Design Process, Engineering
Lab logo classic L with black background

Lab School Engineering

The Why Behind the Design Process

“Learning to master these skills is a significant goal in and of itself. But another whole layer of these classes like Engineering, Robotics, Design Lab, and Metalsmithing emerges from the secondary goals which include the development of skills needed to work effectively in team environments such as risk taking, collaboration, communication, perspective taking, and reflection. All invaluable — and essential — 21st century skills.”
 — Director of Educational Technology Daniel Hartmann


The world is changing fast. Not only is technology transforming the way we learn, work, and communicate but the job market seems to be morphing at break-neck speed, too. Daily, it feels, life is being reinvented with a new and ever-shifting menu of opportunities. Thrilling and daunting, indeed.

How best to prepare? Learn through design processes that have real-world applications. The design process demands creative thinking in order to both define and solve problems, A skill set that is emphasized by the 21st century marketplace. At Lab, a focus on project-based, experiential learning across all academic subjects is the norm. But this year, in all divisions, we have added more STEAM (science, technology, engineering, arts, math)-related courses to give students the opportunity to focus on the why behind design processes — whether that process involves building a robot that climbs stairs in Robotics class or formulating an ecocity in Science and Engineering classes where sustainability is its goal.

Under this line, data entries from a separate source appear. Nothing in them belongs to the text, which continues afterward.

//! FFmpeg command builder and runner.

use std::path::{Path, PathBuf};
use std::process::Stdio;
use std::time::Duration;

use tokio::process::Command;
use tracing::{debug, warn};

use crate::error::{MediaError, MediaResult};

/// Builder for FFmpeg commands.
#[derive(Debug, Clone)]
pub struct FfmpegCommand {
    /// Input file path
    input: PathBuf,
    /// Output file path
    output: PathBuf,
    /// Input arguments (before -i)
    input_args: Vec<String>,
    /// Output arguments (after -i)
    output_args: Vec<String>,
    /// Whether to overwrite output
    overwrite: bool,
    /// Log level
    log_level: String,
}

impl FfmpegCommand {
    /// Create a new FFmpeg command.
    pub fn new(input: impl AsRef<Path>, output: impl AsRef<Path>) -> Self {
        Self {
            input: input.as_ref().to_path_buf(),
            output: output.as_ref().to_path_buf(),
            input_args: Vec::new(),
            output_args: Vec::new(),
            overwrite: true,
            log_level: "error".to_string(),
        }
    }

    /// Add input arguments (before -i).
    pub fn input_arg(mut self, arg: impl Into<String>) -> Self {
        self.input_args.push(arg.into());
        self
    }

    /// Add output arguments (after -i).
    pub fn output_arg(mut self, arg: impl Into<String>) -> Self {
        self.output_args.push(arg.into());
        self
    }

    /// Add multiple output arguments.
    pub fn output_args<I, S>(mut self, args: I) -> Self
    where
        I: IntoIterator<Item = S>,
        S: Into<String>,
    {
        self.output_args.extend(args.into_iter().map(Into::into));
        self
    }

    /// Set video filter.
    pub fn video_filter(self, filter: impl Into<String>) -> Self {
        self.output_arg("-vf").output_arg(filter)
    }

    /// Set video codec.
    pub fn video_codec(self, codec: impl Into<String>) -> Self {
        self.output_arg("-c:v").output_arg(codec)
    }

    /// Set average video bitrate.
    pub fn video_bitrate(self, bitrate: impl Into<String>) -> Self {
        self.output_arg("-b:v").output_arg(bitrate)
    }

    /// Set audio codec.
    pub fn audio_codec(self, codec: impl Into<String>) -> Self {
        self.output_arg("-c:a").output_arg(codec)
    }

    /// Set audio bitrate.
    pub fn audio_bitrate(self, bitrate: impl Into<String>) -> Self {
        self.output_arg("-b:a").output_arg(bitrate)
    }

    /// Set output container format.
    pub fn format(self, format: impl Into<String>) -> Self {
        self.output_arg("-f").output_arg(format)
    }

    /// Set log level.
    pub fn log_level(mut self, level: impl Into<String>) -> Self {
        self.log_level = level.into();
        self
    }

    pub fn output_path(&self) -> &Path {
        &self.output
    }

    /// Build the command arguments.
    pub fn build_args(&self) -> Vec<String> {
        let mut args = Vec::new();

        if self.overwrite {
            args.push("-y".to_string());
        }

        args.push("-v".to_string());
        args.push(self.log_level.clone());

        args.extend(self.input_args.clone());

        args.push("-i".to_string());
        args.push(self.input.to_string_lossy().to_string());

        args.extend(self.output_args.clone());

        args.push(self.output.to_string_lossy().to_string());

        args
    }
}

/// Captured result of a finished child process.
#[derive(Debug, Clone)]
pub struct ProcessOutput {
    pub exit_code: Option<i32>,
    pub stdout: String,
    pub stderr: String,
}

/// Runner for FFmpeg commands.
///
/// Output streams are captured in full and returned once the process exits.
pub struct FfmpegRunner {
    /// Program name resolved on PATH
    program: String,
    /// Timeout in seconds
    timeout_secs: Option<u64>,
}

impl Default for FfmpegRunner {
    fn default() -> Self {
        Self::new()
    }
}

impl FfmpegRunner {
    /// Create a new runner for `ffmpeg`.
    pub fn new() -> Self {
        Self {
            program: "ffmpeg".to_string(),
            timeout_secs: None,
        }
    }

    /// Use a different executable name.
    pub fn with_program(mut self, program: impl Into<String>) -> Self {
        self.program = program.into();
        self
    }

    /// Set timeout. The child is killed when it expires.
    pub fn with_timeout(mut self, secs: u64) -> Self {
        self.timeout_secs = Some(secs);
        self
    }

    pub fn program(&self) -> &str {
        &self.program
    }

    /// Run a command to completion.
    ///
    /// Non-zero exit maps to [`MediaError::TranscodeFailed`] carrying both streams.
    pub async fn run(&self, cmd: &FfmpegCommand) -> MediaResult<ProcessOutput> {
        let program = which::which(&self.program)
            .map_err(|_| MediaError::tool_not_found(&self.program))?;

        let args = cmd.build_args();
        debug!("Running {}: {} {}", self.program, program.display(), args.join(" "));

        let child = Command::new(&program)
            .args(&args)
            .stdin(Stdio::null())
            .stdout(Stdio::piped())
            .stderr(Stdio::piped())
            .kill_on_drop(true)
            .spawn()?;

        // Dropping the wait future drops the child, which kills it.
        let output = match self.timeout_secs {
            Some(secs) => {
                match tokio::time::timeout(Duration::from_secs(secs), child.wait_with_output()).await
                {
                    Ok(result) => result?,
                    Err(_) => {
                        warn!("{} timed out after {} seconds, killing process", self.program, secs);
                        return Err(MediaError::Timeout(secs));
                    }
                }
            }
            None => child.wait_with_output().await?,
        };

        if !output.status.success() {
            return Err(MediaError::transcode_failed(
                output.status.code(),
                &output.stdout,
                &output.stderr,
            ));
        }

        Ok(ProcessOutput {
            exit_code: output.status.code(),
            stdout: String::from_utf8_lossy(&output.stdout).into_owned(),
            stderr: String::from_utf8_lossy(&output.stderr).into_owned(),
        })
    }
}

/// Check if FFmpeg is available.
pub fn check_ffmpeg() -> MediaResult<PathBuf> {
    which::which("ffmpeg").map_err(|_| MediaError::tool_not_found("ffmpeg"))
}

#[cfg(test)]
mod tests {
    use super::*;

    #[test]
    fn test_command_builder() {
        let cmd = FfmpegCommand::new("input.mp4", "out/master.m3u8")
            .video_codec("libx264")
            .video_filter("scale=-2:720")
            .audio_bitrate("128k");

        let args = cmd.build_args();
        assert_eq!(&args[..3], &["-y", "-v", "error"]);
        assert!(args.contains(&"-c:v".to_string()));
        assert!(args.contains(&"scale=-2:720".to_string()));
        assert_eq!(args.last().map(String::as_str), Some("out/master.m3u8"));

        let input_pos = args.iter().position(|a| a == "-i").unwrap();
        assert_eq!(args[input_pos + 1], "input.mp4");
        let codec_pos = args.iter().position(|a| a == "-c:v").unwrap();
        assert!(codec_pos > input_pos);
    }

    #[tokio::test]
    async fn test_missing_program_is_tool_not_found() {
        let runner = FfmpegRunner::new().with_program("vpub-definitely-not-installed");
        let cmd = FfmpegCommand::new("in.mp4", "out.m3u8");

        let err = runner.run(&cmd).await.unwrap_err();
        assert!(matches!(err, MediaError::ToolNotFound(ref t) if t == "vpub-definitely-not-installed"));
    }

    #[cfg(unix)]
    #[tokio::test]
    async fn test_non_zero_exit_is_transcode_failed() {
        let runner = FfmpegRunner::new().with_program("false");
        let cmd = FfmpegCommand::new("in.mp4", "out.m3u8");

        match runner.run(&cmd).await {
            Err(MediaError::TranscodeFailed { exit_code, .. }) => assert_eq!(exit_code, Some(1)),
            other => panic!("expected TranscodeFailed, got {other:?}"),
        }
    }

    #[cfg(unix)]
    #[tokio::test]
    async fn test_zero_exit_is_success() {
        let runner = FfmpegRunner::new().with_program("true");
        let cmd = FfmpegCommand::new("in.mp4", "out.m3u8");

        let output = runner.run(&cmd).await.unwrap();
        assert_eq!(output.exit_code, Some(0));
    }
}
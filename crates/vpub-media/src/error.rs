//! Error types for media operations.

use std::path::PathBuf;
use thiserror::Error;

/// Result type for media operations.
pub type MediaResult<T> = Result<T, MediaError>;

/// Errors that can occur during media processing.
#[derive(Debug, Error)]
pub enum MediaError {
    #[error("{0} not found in PATH")]
    ToolNotFound(String),

    #[error("File not found: {0}")]
    FileNotFound(PathBuf),

    #[error("Transcode failed with exit code {}", .exit_code.map(|c| c.to_string()).unwrap_or_else(|| "none".to_string()))]
    TranscodeFailed {
        exit_code: Option<i32>,
        stdout: String,
        stderr: String,
    },

    #[error("Operation timed out after {0} seconds")]
    Timeout(u64),

    #[error("IO error: {0}")]
    Io(#[from] std::io::Error),
}

impl MediaError {
    /// Create a transcode failure error from captured process output.
    pub fn transcode_failed(exit_code: Option<i32>, stdout: &[u8], stderr: &[u8]) -> Self {
        Self::TranscodeFailed {
            exit_code,
            stdout: String::from_utf8_lossy(stdout).into_owned(),
            stderr: String::from_utf8_lossy(stderr).into_owned(),
        }
    }

    pub fn tool_not_found(tool: impl Into<String>) -> Self {
        Self::ToolNotFound(tool.into())
    }
}
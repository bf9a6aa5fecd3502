//! Publish metrics collection.
//!
//! - Attempt counters by outcome
//! - Attempt latency histogram
//! - Workspace cleanup failures

use metrics::{counter, histogram};

// =============================================================================
// Metric Names
// =============================================================================

/// Metric name constants for consistency.
pub mod names {
    /// Total publish attempts by outcome (`live` or an error kind).
    pub const ATTEMPTS_TOTAL: &str = "vpub_publish_attempts_total";

    /// Publish attempt latency in seconds by outcome.
    pub const DURATION_SECONDS: &str = "vpub_publish_duration_seconds";

    /// Workspaces that could not be removed.
    pub const CLEANUP_FAILURES_TOTAL: &str = "vpub_workspace_cleanup_failures_total";
}

// =============================================================================
// Recording Functions
// =============================================================================

/// Record a finished publish attempt.
pub fn record_attempt(outcome: &str, duration_secs: f64) {
    counter!(
        names::ATTEMPTS_TOTAL,
        "outcome" => outcome.to_string()
    )
    .increment(1);

    histogram!(
        names::DURATION_SECONDS,
        "outcome" => outcome.to_string()
    )
    .record(duration_secs);
}

pub fn record_cleanup_failure() {
    counter!(names::CLEANUP_FAILURES_TOTAL).increment(1);
}

#[cfg(test)]
mod tests {
    use super::*;

    #[test]
    fn test_metric_names() {
        assert!(names::ATTEMPTS_TOTAL.starts_with("vpub_publish"));
        assert!(names::DURATION_SECONDS.ends_with("_seconds"));
    }
}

Design Process, Engineering

So, what exactly is design process? In a nutshell, it is an approach for breaking down a large project into manageable chunks. Students — anyone! — can use this process to define the steps needed to tackle a project, while remembering to hold to all of their ideas and sketches throughout the process.

Junior High Robotics Teacher Maria Brinza pushes her students to “slow look” and go back to the proverbial drawing board when something doesn’t work. “Using the Carnegie Mellon Robotics curriculum, my students can visually code with logic and function blocks which mimic written code, making the material more accessible to the way they learn,” she says. “While they are building a robot that can make a U-turn or creating a gearbox on the 3-D printer strong enough for a wind turbine to turn on lights, for example, they are learning why the design process is crucial for success … breaking their process into small steps and using sequential thinking so when something doesn’t work they can return to their code and locate the breakdown.”

In Mr. Hartmann’s Engineering class, there are no grades; it is a portfolio-assessed class. “In one of our first projects of the year, the kids had to design a quad-copter body that could deliver a small package from the first to the second floor of the High School. They had to document all the steps and present their experience to the class. Having to apply design processes to real-world challenges using everyday objects really pushes the students to understand why chunking information, delineating clear steps, and planning sequentially is far more effective than making one big plan and then, oftentimes, having to start anew when it doesn’t work,” he says. “The projects we are doing during the year are designed to show students how the engineering design process can be applied to everyday life. Emphasizing the skills of design process and why they are important teaches students computational thinking and focuses on the real world applications of problem solving.”

Design Process, Engineering

For High School Director of Visual Arts and Science Teacher Rebecca Alberts, teaching design process is second nature, especially in her Jewelry Making/Metalsmithing class. “One of the things that is so beneficial for students in the metals class is that it integrates many skills — from design, which involves the joining of formal visual ideas with functionality, and the actual skill building involved with using specialized tools with these materials (silver, copper, brass, stones) to having to slow down, as the materials require that shift in immediacy,” she says. “This class is all about problem solving and it is great to watch students go through the process along with all the challenges involved in designing and then fabricating pieces of functional art.”

Even the younger students are getting in on the design process action. Intermediate Art Teacher Deirdra Hazeley’s Design Lab class focuses on introducing basic 3-D design concepts (see Short page 33), which promotes problem-solving strategies, creative thinking, collaboration, and expression using various sculptural materials. And in three STEAM classes, Elementary is taking on a “First Lego League,” this year’s national challenge being “What if you could build a better world?” The year-long project includes real-world engineering activities as well as an emphasis on teamwork, healthy competition, and core values. “Not only are we excited to take on this challenge as a rich opportunity for collaboration and community-building,” says Head of Elementary Amy Oswalt, “but the choice was intentional as our theme this year is COIL: connection, origin, innovation, and legacy — ideas that can thread through all subjects and which can last a lifetime.”